***** Listed entries *****

use std::sync::Arc;
use std::time::Duration;

use serde::de::DeserializeOwned;
use serde_json::Value;
use tracing::{debug, Instrument};
use uuid::Uuid;

use crate::config::Config;
use crate::envelope::validate_response;
use crate::error::ApiError;
use crate::http_client::{
    HttpAuth, HttpClient, HttpMethod, HttpRequest, HttpResponse, ReqwestHttpClient,
};
use crate::params::QueryParams;
use crate::retry::{RetryConfig, RetryingHttpClient};
use crate::schema::Schema;

/// Everything needed to issue one logical request.
#[derive(Debug, Clone, PartialEq)]
pub struct RequestDescriptor {
    resource: &'static str,
    method: HttpMethod,
    path: &'static str,
    query: QueryParams,
    body: Option<Value>,
}

impl RequestDescriptor {
    pub fn get(resource: &'static str, path: &'static str, query: QueryParams) -> Self {
        Self {
            resource,
            method: HttpMethod::Get,
            path,
            query,
            body: None,
        }
    }

    pub fn with_method(mut self, method: HttpMethod) -> Self {
        self.method = method;
        self
    }

    pub fn with_body(mut self, body: Value) -> Self {
        self.body = Some(body);
        self
    }

    pub fn resource(&self) -> &'static str {
        self.resource
    }

    pub fn method(&self) -> HttpMethod {
        self.method
    }

    pub fn path(&self) -> &'static str {
        self.path
    }

    pub fn query(&self) -> &QueryParams {
        &self.query
    }

    pub fn body(&self) -> Option<&Value> {
        self.body.as_ref()
    }
}

/// Retry-wrapped transport bound to one API base URL.
#[derive(Clone)]
pub struct ApiClient {
    http: Arc<dyn HttpClient>,
    base_url: String,
    auth: HttpAuth,
    timeout: Duration,
}

impl ApiClient {
    /// Production client: reqwest transport under the configured retry policy.
    pub fn new(config: &Config) -> Self {
        Self::with_http_client(Arc::new(ReqwestHttpClient::new()), config)
    }

    /// Wraps an arbitrary transport in the configured retry policy.
    pub fn with_http_client(http: Arc<dyn HttpClient>, config: &Config) -> Self {
        Self::with_retry(http, config, config.retry.clone())
    }

    pub fn with_retry(http: Arc<dyn HttpClient>, config: &Config, retry: RetryConfig) -> Self {
        Self {
            http: Arc::new(RetryingHttpClient::new(http, retry)),
            base_url: config.api.base_url.trim_end_matches('/').to_owned(),
            auth: HttpAuth::from_token(config.api.token.as_deref()),
            timeout: config.api.timeout,
        }
    }

    pub fn base_url(&self) -> &str {
        &self.base_url
    }

    pub fn url_for(&self, descriptor: &RequestDescriptor) -> String {
        let mut url = format!("{}{}", self.base_url, descriptor.path);
        if !descriptor.query.is_empty() {
            url.push('?');
            url.push_str(&descriptor.query.to_query_string());
        }
        url
    }

    fn build_request(&self, descriptor: &RequestDescriptor) -> HttpRequest {
        let mut request = HttpRequest::new(descriptor.method, self.url_for(descriptor))
            .with_header("content-type", "application/json")
            .with_auth(&self.auth)
            .with_timeout_ms(self.timeout.as_millis() as u64);
        if let Some(body) = &descriptor.body {
            request = request.with_body(body.to_string());
        }
        request
    }

    /// Issues the request through the retry policy and returns the raw response.
    pub async fn send(&self, descriptor: &RequestDescriptor) -> Result<HttpResponse, ApiError> {
        let request = self.build_request(descriptor);
        let span = tracing::debug_span!(
            "api_request",
            request_id = %Uuid::new_v4(),
            resource = descriptor.resource,
            method = %descriptor.method,
            path = descriptor.path,
        );

        async move {
            let response = self.http.execute(request).await?;
            debug!(status = response.status, bytes = response.body.len(), "request completed");
            Ok(response)
        }
        .instrument(span)
        .await
    }

    /// Issues the request and validates the envelope and `data` against `schema`.
    pub async fn fetch<T: DeserializeOwned>(
        &self,
        descriptor: &RequestDescriptor,
        schema: &Schema,
    ) -> Result<T, ApiError> {
        let response = self.send(descriptor).await?;
        validate_response(&response, schema)
    }
}

impl std::fmt::Debug for ApiClient {
    fn fmt(&self, f: &mut std::fmt::Formatter<'_>) -> std::fmt::Result {
        f.debug_struct("ApiClient")
            .field("base_url", &self.base_url)
            .field("timeout", &self.timeout)
            .field("authenticated", &!matches!(self.auth, HttpAuth::None))
            .finish_non_exhaustive()
    }
}

#[cfg(test)]
mod tests {
    use serde_json::json;

    use super::*;
    use crate::http_client::{ScriptedHttpClient, ScriptedReply};

    fn config(token: Option<&str>) -> Config {
        let mut config = Config::default().with_base_url("https://api.envision.test/");
        config.api.token = token.map(str::to_owned);
        config
    }

    #[tokio::test]
    async fn builds_absolute_url_with_sorted_encoded_query() {
        let http = Arc::new(
            ScriptedHttpClient::new()
                .with_reply(ScriptedReply::json(200, &json!({"success": true, "data": []}))),
        );
        let client = ApiClient::with_http_client(http.clone(), &config(None));
        let descriptor = RequestDescriptor::get(
            "anomalies",
            "/dashboard/anomalies",
            QueryParams::new().with("range", "7d").with("end_date", "2024-01-31"),
        );

        let data: Vec<Value> = client
            .fetch(&descriptor, &Schema::array(Schema::Any))
            .await
            .expect("valid");

        assert!(data.is_empty());
        let requests = http.requests();
        assert_eq!(
            requests[0].url,
            "https://api.envision.test/dashboard/anomalies?end_date=2024-01-31&range=7d"
        );
        assert_eq!(
            requests[0].headers.get("content-type").map(String::as_str),
            Some("application/json")
        );
        assert!(!requests[0].headers.contains_key("authorization"));
        assert_eq!(requests[0].timeout_ms, 30_000);
    }

    #[tokio::test]
    async fn attaches_bearer_token_when_configured() {
        let http = Arc::new(ScriptedHttpClient::new().with_reply(ScriptedReply::json(
            200,
            &json!({"success": true, "data": {}}),
        )));
        let client = ApiClient::with_http_client(http.clone(), &config(Some("token-1")));

        client
            .send(&RequestDescriptor::get(
                "kpis",
                "/dashboard/kpis",
                QueryParams::new(),
            ))
            .await
            .expect("sent");

        assert_eq!(
            http.requests()[0]
                .headers
                .get("authorization")
                .map(String::as_str),
            Some("Bearer token-1")
        );
        assert_eq!(http.requests()[0].url, "https://api.envision.test/dashboard/kpis");
    }

    #[tokio::test]
    async fn serialises_json_body() {
        let http = Arc::new(
            ScriptedHttpClient::new().with_fallback(ScriptedReply::status(200, "{}")),
        );
        let client = ApiClient::with_http_client(http.clone(), &config(None));
        let descriptor = RequestDescriptor::get("upload", "/upload", QueryParams::new())
            .with_method(HttpMethod::Post)
            .with_body(json!({"rows": 3}));

        client.send(&descriptor).await.expect("sent");

        let request = &http.requests()[0];
        assert_eq!(request.method, HttpMethod::Post);
        assert_eq!(request.body.as_deref(), Some(r#"{"rows":3}"#));
    }
}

*****

* Exercise aim *
Lines holding the word "fetch" in the entries above are the ones to pull out. Copy them all.

* Answer to this exercise *
    pub async fn fetch<T: DeserializeOwned>(
            .fetch(&descriptor, &Schema::array(Schema::Any))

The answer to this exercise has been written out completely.